I was able to slice about 160 or so pieces from one loaf.  Your mileage may vary.  Cut down to size, this bread is chewy but still sweet.  It will be perfect for communion tomorrow.  Please stay tuned for my next posts about the recipe I made up for my "be pretty" communion loaf and the 1-2-3 double size bread bowl loaf!


Monday, October 21, 2013

Puffy Pancakes


Puffy pancakes, also known as dutch babies, German pancakes or pfannkuchen, have become my weekend breakfast of choice.

I love real pancakes, but they take for-frickin-EVER on the griddle!  You are stuck in the kitchen pouring batter and flipping pancakes. It's a nearly hour-long, super-involved process.  And that's not even doing anything remotely fancy.  And then, you have to clean the griddle.  No thanks.

Puffy pancakes, in contrast, are a dream.  You mix up the ingredients and throw that bad boy in the oven to cook, uninterrupted, for 15 minutes while you casually brew up some coffee.

The other awesome thing is that this recipe is so easy, you can memorize it and make it forever and ever.

I got this recipe from Love, Taza here.  She uses two eggs but since I'm the only one at my house who ever eats these, I use one egg.  It seems a shame to waste an egg, since I can't finish one of these by myself. Another reason to only use one egg if you're cooking for one is that puffy pancakes are made to be eaten right away.  They become tough and rubbery if you try to store them.

You will need (for one pancake, serves 2):


1/2 cup of milk

1/2 cup of AP flour

1 egg, gently stirred

Pinch of salt

Butter

The above five ingredients are essential.  The next few are strictly optional:

Pinch of sugar

Pinch of other spice- I like cinnamon or nutmeg

Splash of vanilla

All mis-en-placed:


1. Place a glass pie pan in the cold oven with a dollop of butter.  Preheat your oven to 425 degrees F.


2. Mix the flour, salt, sugar and cinnamon together in  large bowl.

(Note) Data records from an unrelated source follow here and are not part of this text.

//! Wall-clock capability.
//!
//! Template validity windows and chain verification both read the current
//! time. Routing that read through [`Clock`] keeps the rest of the crate
//! deterministic under test.

use std::fmt::Debug;

use chrono::{DateTime, Utc};

/// Source of the current time.
pub trait Clock: Debug + Send + Sync {
    /// Returns the current instant.
    fn now(&self) -> DateTime<Utc>;
}

/// Reads the system clock.
#[derive(Debug, Clone, Copy, Default)]
pub struct SystemClock;

impl Clock for SystemClock {
    fn now(&self) -> DateTime<Utc> {
        Utc::now()
    }
}

/// Always returns the same instant.
#[derive(Debug, Clone, Copy)]
pub struct FixedClock(DateTime<Utc>);

impl FixedClock {
    /// Creates a clock frozen at `at`.
    #[must_use]
    pub const fn new(at: DateTime<Utc>) -> Self {
        Self(at)
    }
}

impl Clock for FixedClock {
    fn now(&self) -> DateTime<Utc> {
        self.0
    }
}
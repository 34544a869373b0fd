//! Interactive subject questions.

use std::io::{self, BufRead, Write};

use crate::error::CliError;

/// Source of answers to subject questions.
pub trait Prompter {
    /// Asks one question and returns the answer without its line ending.
    ///
    /// # Errors
    ///
    /// Returns [`CliError::Prompt`] when input ends before an answer.
    fn ask(&mut self, question: &str) -> Result<String, CliError>;

    /// Asks each question in order.
    ///
    /// # Errors
    ///
    /// Stops at the first failed question.
    fn ask_all(&mut self, questions: &[&str]) -> Result<Vec<String>, CliError> {
        questions.iter().map(|question| self.ask(question)).collect()
    }
}

/// Writes each question to `output` and reads one line from `input`.
#[derive(Debug)]
pub struct LinePrompter<R, W> {
    input: R,
    output: W,
}

impl<R: BufRead, W: Write> LinePrompter<R, W> {
    /// Create a prompter over the given streams.
    pub const fn new(input: R, output: W) -> Self {
        Self { input, output }
    }
}

impl LinePrompter<io::StdinLock<'static>, io::Stderr> {
    /// Prompter reading stdin and asking on stderr, leaving stdout for artifacts.
    #[must_use]
    pub fn stdio() -> Self {
        Self::new(io::stdin().lock(), io::stderr())
    }
}

impl<R: BufRead, W: Write> Prompter for LinePrompter<R, W> {
    fn ask(&mut self, question: &str) -> Result<String, CliError> {
        write!(self.output, "{question}: ")?;
        self.output.flush()?;

        let mut line = String::new();
        if self.input.read_line(&mut line)? == 0 {
            return Err(CliError::Prompt(format!("no answer for '{question}'")));
        }
        Ok(line.trim_end_matches(['\r', '\n']).to_string())
    }
}

#[cfg(test)]
mod tests {
    use super::*;

    #[test]
    fn reads_one_line_per_question() {
        let input = b"svc.local, 10.0.0.1\r\nNZ\n\n".as_slice();
        let mut output = Vec::new();
        let mut prompter = LinePrompter::new(input, &mut output);

        let answers = prompter.ask_all(&["Common Name", "Country", "Province"]).unwrap();
        assert_eq!(answers, vec!["svc.local, 10.0.0.1", "NZ", ""]);

        let shown = String::from_utf8(output).unwrap();
        assert_eq!(shown, "Common Name: Country: Province: ");
    }

    #[test]
    fn end_of_input_is_an_error() {
        let mut prompter = LinePrompter::new(b"only one\n".as_slice(), io::sink());
        let err = prompter.ask_all(&["First", "Second"]).unwrap_err();
        assert!(matches!(err, CliError::Prompt(msg) if msg.contains("Second")));
    }
}
#[cfg(test)]
mod tests {
    use super::*;
    use crate::clock::FixedClock;
    use crate::subject::OID_EMAIL_ADDRESS;
    use chrono::TimeZone;
    use proptest::prelude::*;
    use std::net::{Ipv4Addr, Ipv6Addr};

    fn factory() -> TemplateFactory {
        let at = Utc.with_ymd_and_hms(2031, 3, 4, 5, 6, 7).unwrap();
        TemplateFactory::with_clock(TemplateDefaults::default(), Arc::new(FixedClock::new(at)))
    }

    #[test]
    fn leaf_template_shape() {
        let template = factory()
            .build_leaf(Subject::new("leaf.local"), 30, Some(42), false)
            .unwrap();
        let CertificateTemplate::Leaf(cert) = template else {
            panic!("expected leaf template");
        };

        assert_eq!(cert.serial, 42);
        assert!(!cert.is_ca);
        assert!(!cert.basic_constraints_valid);
        assert_eq!(cert.key_usage, vec![KeyUsage::DigitalSignature, KeyUsage::CertSign]);
        assert_eq!(
            cert.ext_key_usage,
            vec![ExtendedKeyUsage::ClientAuth, ExtendedKeyUsage::ServerAuth]
        );
        assert_eq!(
            cert.ip_addresses,
            vec![IpAddr::V4(Ipv4Addr::LOCALHOST), IpAddr::V6(Ipv6Addr::LOCALHOST)]
        );
        assert!(cert.dns_names.is_empty());
    }

    #[test]
    fn leaf_as_ca_sets_constraints() {
        let template = factory()
            .build_leaf(Subject::new("root"), 30, None, true)
            .unwrap();
        let cert = template.as_certificate().unwrap();
        assert!(cert.is_ca);
        assert!(cert.basic_constraints_valid);
        assert_eq!(cert.serial, DEFAULT_SERIAL);
    }

    #[test]
    fn ca_template_merges_sans_after_defaults() {
        let template = factory()
            .build_ca(
                Subject::new("ca.example.com"),
                &["ca.example.com", "10.1.2.3", "*.example.com"],
                3650,
                Some(7),
            )
            .unwrap();
        assert_eq!(template.kind(), TemplateKind::Ca);

        let cert = template.as_certificate().unwrap();
        assert!(cert.is_ca);
        assert!(cert.basic_constraints_valid);
        assert_eq!(cert.ip_addresses.len(), 3);
        assert_eq!(cert.ip_addresses[2], IpAddr::V4(Ipv4Addr::new(10, 1, 2, 3)));
        assert_eq!(cert.dns_names, vec!["ca.example.com", "*.example.com"]);
    }

    #[test]
    fn configured_default_ips_replace_loopback() {
        let defaults = TemplateDefaults {
            default_ips: Vec::new(),
        };
        let template = TemplateFactory::new(defaults)
            .build_leaf(Subject::new("leaf"), 1, None, false)
            .unwrap();
        assert!(template.as_certificate().unwrap().ip_addresses.is_empty());
    }

    #[test]
    fn csr_requires_email() {
        let result = factory().build_csr(Subject::new("example.com"), &["example.com"], "");
        assert!(matches!(result, Err(Error::Validation(_))));
    }

    #[test]
    fn csr_rejects_non_ascii_email() {
        let result = factory().build_csr(Subject::new("example.com"), &["example.com"], "ops@exämple.com");
        assert!(matches!(result, Err(Error::Validation(_))));
    }

    #[test]
    fn csr_template_shape() {
        let template = factory()
            .build_csr(
                Subject::new("api.example.com"),
                &["api.example.com", "::1"],
                "ops@example.com",
            )
            .unwrap();
        let CertificateTemplate::Csr(csr) = template else {
            panic!("expected CSR template");
        };

        assert_eq!(csr.signature_algorithm, SignatureAlgorithm::Sha256WithRsa);
        assert_eq!(csr.dns_names, vec!["api.example.com"]);
        assert_eq!(csr.ip_addresses, vec![IpAddr::V6(Ipv6Addr::LOCALHOST)]);

        let emails: Vec<_> = csr.subject.email_attributes().collect();
        assert_eq!(emails.len(), 1);
        assert_eq!(emails[0].oid, OID_EMAIL_ADDRESS);
        assert_eq!(emails[0].value, "ops@example.com");
    }

    #[test]
    fn zero_days_rejected() {
        let result = factory().build_leaf(Subject::new("leaf"), 0, None, false);
        assert!(matches!(result, Err(Error::Validation(_))));
    }

    #[test]
    fn empty_common_name_rejected() {
        let result = factory().build_ca(Subject::new(" "), &["x"], 1, None);
        assert!(matches!(result, Err(Error::Validation(_))));
    }

    #[test]
    fn build_dispatches_on_kind() {
        let mut subject = Subject::new("example.com");
        subject.email = Some("ops@example.com".into());
        let request = TemplateRequest {
            subject,
            sans: vec!["example.com".into()],
            days: 10,
            serial: None,
            is_ca: false,
        };

        let factory = factory();
        for kind in [TemplateKind::Leaf, TemplateKind::Ca, TemplateKind::Csr] {
            let template = factory.build(kind, request.clone()).unwrap();
            assert_eq!(template.kind(), kind);
        }
    }

    proptest! {
        #[test]
        fn validity_window_is_exact(days in 1u32..20_000, nanos in 0u32..1_000_000_000) {
            let at = Utc.with_ymd_and_hms(2030, 6, 1, 0, 0, 0).unwrap()
                + Duration::nanoseconds(i64::from(nanos));
            let factory = TemplateFactory::with_clock(
                TemplateDefaults::default(),
                Arc::new(FixedClock::new(at)),
            );

            let leaf = factory.build_leaf(Subject::new("leaf"), days, None, false).unwrap();
            let ca = factory.build_ca(Subject::new("ca"), &["ca"], days, None).unwrap();
            for template in [leaf, ca] {
                let cert = template.as_certificate().unwrap();
                prop_assert_eq!(cert.not_after - cert.not_before, Duration::days(i64::from(days)));
                prop_assert_eq!(cert.not_before.timestamp_subsec_nanos(), 0);
            }
        }

        #[test]
        fn only_ca_templates_are_ca(days in 1u32..1000, is_ca in any::<bool>()) {
            let factory = factory();
            let leaf = factory.build_leaf(Subject::new("leaf"), days, None, is_ca).unwrap();
            let leaf = leaf.as_certificate().unwrap();
            prop_assert_eq!(leaf.is_ca, is_ca);
            prop_assert_eq!(leaf.basic_constraints_valid, is_ca);

            let ca = factory.build_ca(Subject::new("ca"), &["ca"], days, None).unwrap();
            let ca = ca.as_certificate().unwrap();
            prop_assert!(ca.is_ca && ca.basic_constraints_valid);
        }
    }
}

3. Mix the milk, egg and vanilla in a medium bowl.  Or, measure the milk in a slightly larger measuring cup than you need, and add the egg and vanilla into that.  One less bowl to wash!


4. Once the oven is preheated, pull the pie pan out and gently swirl the butter around to coat the bottom of the pan.

5.  Now pour the milk and egg mixture into the flour mixture and whisk to combine.  Using a spatula, scrape the batter into the pie pan and bake for 15 minutes.

Now here is the exciting part.  Were you asking yourself, "but why is it called a PUFFY pancake?"

Check it out.  Once in the oven, your batter goes from looking like this:
To puffing up like this!

And then comes out of the oven looking like this!


Unfortunately, after that dramatic presentation puffy pancakes quickly deflate :(


So, mine could be prettier.  But popping this bad boy in the oven is way easier then babysitting a bunch of pancakes on a hot griddle!

I like to serve my puffy pancake with lots of syrup.  Other acceptable toppings include powdered sugar, jam or dulce de leche.

Bread (not so little anymore) Brother approves of his first puffy pancake.


Here is my staging of the final product:


Yeah right, like I have time to read the paper.  I guess a girl can dream.